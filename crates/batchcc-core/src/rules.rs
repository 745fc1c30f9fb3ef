//! Header-to-flag rule table.
//!
//! Rules are plain data so the table can be replaced from a TOML file without
//! touching resolution logic:
//!
//! ```toml
//! [[rules]]
//! name = "math"
//! matcher = { kind = "exact", values = ["math.h"] }
//! action = { kind = "link", flags = ["-lm"] }
//!
//! [[rules]]
//! name = "libcurl"
//! matcher = { kind = "contains", fragment = "curl/" }
//! content_marker = "curl_easy_"
//! action = { kind = "package", package = "libcurl" }
//! ```

use serde::{Deserialize, Serialize};
use std::path::Path;

use crate::error::{BatchError, BatchResult};

/// How a rule tests a single dependency token.
#[derive(Debug, Clone, Serialize, Deserialize, PartialEq, Eq)]
#[serde(tag = "kind", rename_all = "snake_case")]
pub enum TokenMatcher {
    /// Token, trimmed, equals one of `values`.
    Exact { values: Vec<String> },

    /// Token contains `fragment` anywhere.
    Contains { fragment: String },
}

impl TokenMatcher {
    fn exact(values: &[&str]) -> Self {
        TokenMatcher::Exact {
            values: values.iter().map(|v| v.to_string()).collect(),
        }
    }

    fn contains(fragment: &str) -> Self {
        TokenMatcher::Contains {
            fragment: fragment.to_string(),
        }
    }

    /// Whether `token` satisfies this matcher.
    pub fn matches(&self, token: &str) -> bool {
        match self {
            TokenMatcher::Exact { values } => values.iter().any(|v| v == token.trim()),
            TokenMatcher::Contains { fragment } => token.contains(fragment.as_str()),
        }
    }
}

/// What a rule contributes when it fires.
#[derive(Debug, Clone, Serialize, Deserialize, PartialEq, Eq)]
#[serde(tag = "kind", rename_all = "snake_case")]
pub enum RuleAction {
    /// Append literal linker flags.
    Link { flags: Vec<String> },

    /// Ask the flag-query tool for this package's compile and link flags.
    Package { package: String },
}

/// One (predicate, effect) entry of the table.
#[derive(Debug, Clone, Serialize, Deserialize, PartialEq, Eq)]
pub struct FlagRule {
    pub name: String,
    pub matcher: TokenMatcher,

    /// Fragment searched for in the raw source text as an alternative trigger.
    #[serde(default, skip_serializing_if = "Option::is_none")]
    pub content_marker: Option<String>,

    pub action: RuleAction,
}

impl FlagRule {
    /// Link rule built from literals.
    pub fn link(name: &str, matcher: TokenMatcher, flags: &[&str]) -> Self {
        Self {
            name: name.to_string(),
            matcher,
            content_marker: None,
            action: RuleAction::Link {
                flags: flags.iter().map(|f| f.to_string()).collect(),
            },
        }
    }

    /// Package-query rule built from literals.
    pub fn package(name: &str, matcher: TokenMatcher, package: &str) -> Self {
        Self {
            name: name.to_string(),
            matcher,
            content_marker: None,
            action: RuleAction::Package {
                package: package.to_string(),
            },
        }
    }

    /// Also fire when `marker` appears in the file content.
    pub fn with_content_marker(mut self, marker: &str) -> Self {
        self.content_marker = Some(marker.to_string());
        self
    }

    /// Whether the rule fires for these tokens / this content.
    pub fn fires(&self, tokens: &[String], content: Option<&str>) -> bool {
        if tokens.iter().any(|t| self.matcher.matches(t)) {
            return true;
        }
        match (&self.content_marker, content) {
            (Some(marker), Some(text)) => text.contains(marker.as_str()),
            _ => false,
        }
    }

    pub fn is_link(&self) -> bool {
        matches!(self.action, RuleAction::Link { .. })
    }
}

/// Ordered rule set used by the flag resolver.
#[derive(Debug, Clone, Serialize, Deserialize, PartialEq, Eq)]
pub struct RuleTable {
    #[serde(default)]
    pub rules: Vec<FlagRule>,
}

impl RuleTable {
    /// Table with no rules; every file compiles without extra flags.
    pub fn empty() -> Self {
        Self { rules: Vec::new() }
    }

    /// The stock rules for common C libraries.
    pub fn builtin() -> Self {
        Self {
            rules: vec![
                FlagRule::link("math", TokenMatcher::exact(&["math.h"]), &["-lm"]),
                FlagRule::link("jpeg", TokenMatcher::exact(&["jpeglib.h"]), &["-ljpeg"]),
                FlagRule::link(
                    "x11",
                    TokenMatcher::exact(&["X11/Xlib.h", "X11/Xutil.h"]),
                    &["-lX11"],
                ),
                FlagRule::link("xext", TokenMatcher::contains("X11/extensions/"), &["-lXext"]),
                FlagRule::package("opencv", TokenMatcher::contains("opencv2/"), "opencv4"),
                FlagRule::package("sdl2", TokenMatcher::contains("SDL2/"), "sdl2"),
                FlagRule::package("libxml", TokenMatcher::contains("libxml/"), "libxml-2.0"),
                FlagRule::package("json-c", TokenMatcher::contains("json-c"), "json-c"),
                FlagRule::package("libzip", TokenMatcher::contains("zip.h"), "libzip"),
                FlagRule::package("libcurl", TokenMatcher::contains("curl/"), "libcurl")
                    .with_content_marker("curl_easy_"),
            ],
        }
    }

    /// Append a rule.
    pub fn with_rule(mut self, rule: FlagRule) -> Self {
        self.rules.push(rule);
        self
    }

    /// Parse a table from TOML text.
    pub fn from_toml_str(text: &str) -> Result<Self, toml::de::Error> {
        toml::from_str(text)
    }

    /// Load a table from a TOML file.
    pub fn load(path: &Path) -> BatchResult<Self> {
        let text = std::fs::read_to_string(path).map_err(|e| BatchError::RuleTable {
            path: path.to_path_buf(),
            reason: e.to_string(),
        })?;
        Self::from_toml_str(&text).map_err(|e| BatchError::RuleTable {
            path: path.to_path_buf(),
            reason: e.to_string(),
        })
    }

    /// Rules in evaluation order: every link rule, then every package rule,
    /// each group keeping table order.
    pub fn in_priority_order(&self) -> impl Iterator<Item = &FlagRule> {
        let links = self.rules.iter().filter(|r| r.is_link());
        let packages = self.rules.iter().filter(|r| !r.is_link());
        links.chain(packages)
    }
}

impl Default for RuleTable {
    fn default() -> Self {
        Self::builtin()
    }
}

_Activity:_ Copy every line of the records above that holds the word "filter".

_Task output:_
        let links = self.rules.iter().filter(|r| r.is_link());
        let packages = self.rules.iter().filter(|r| !r.is_link());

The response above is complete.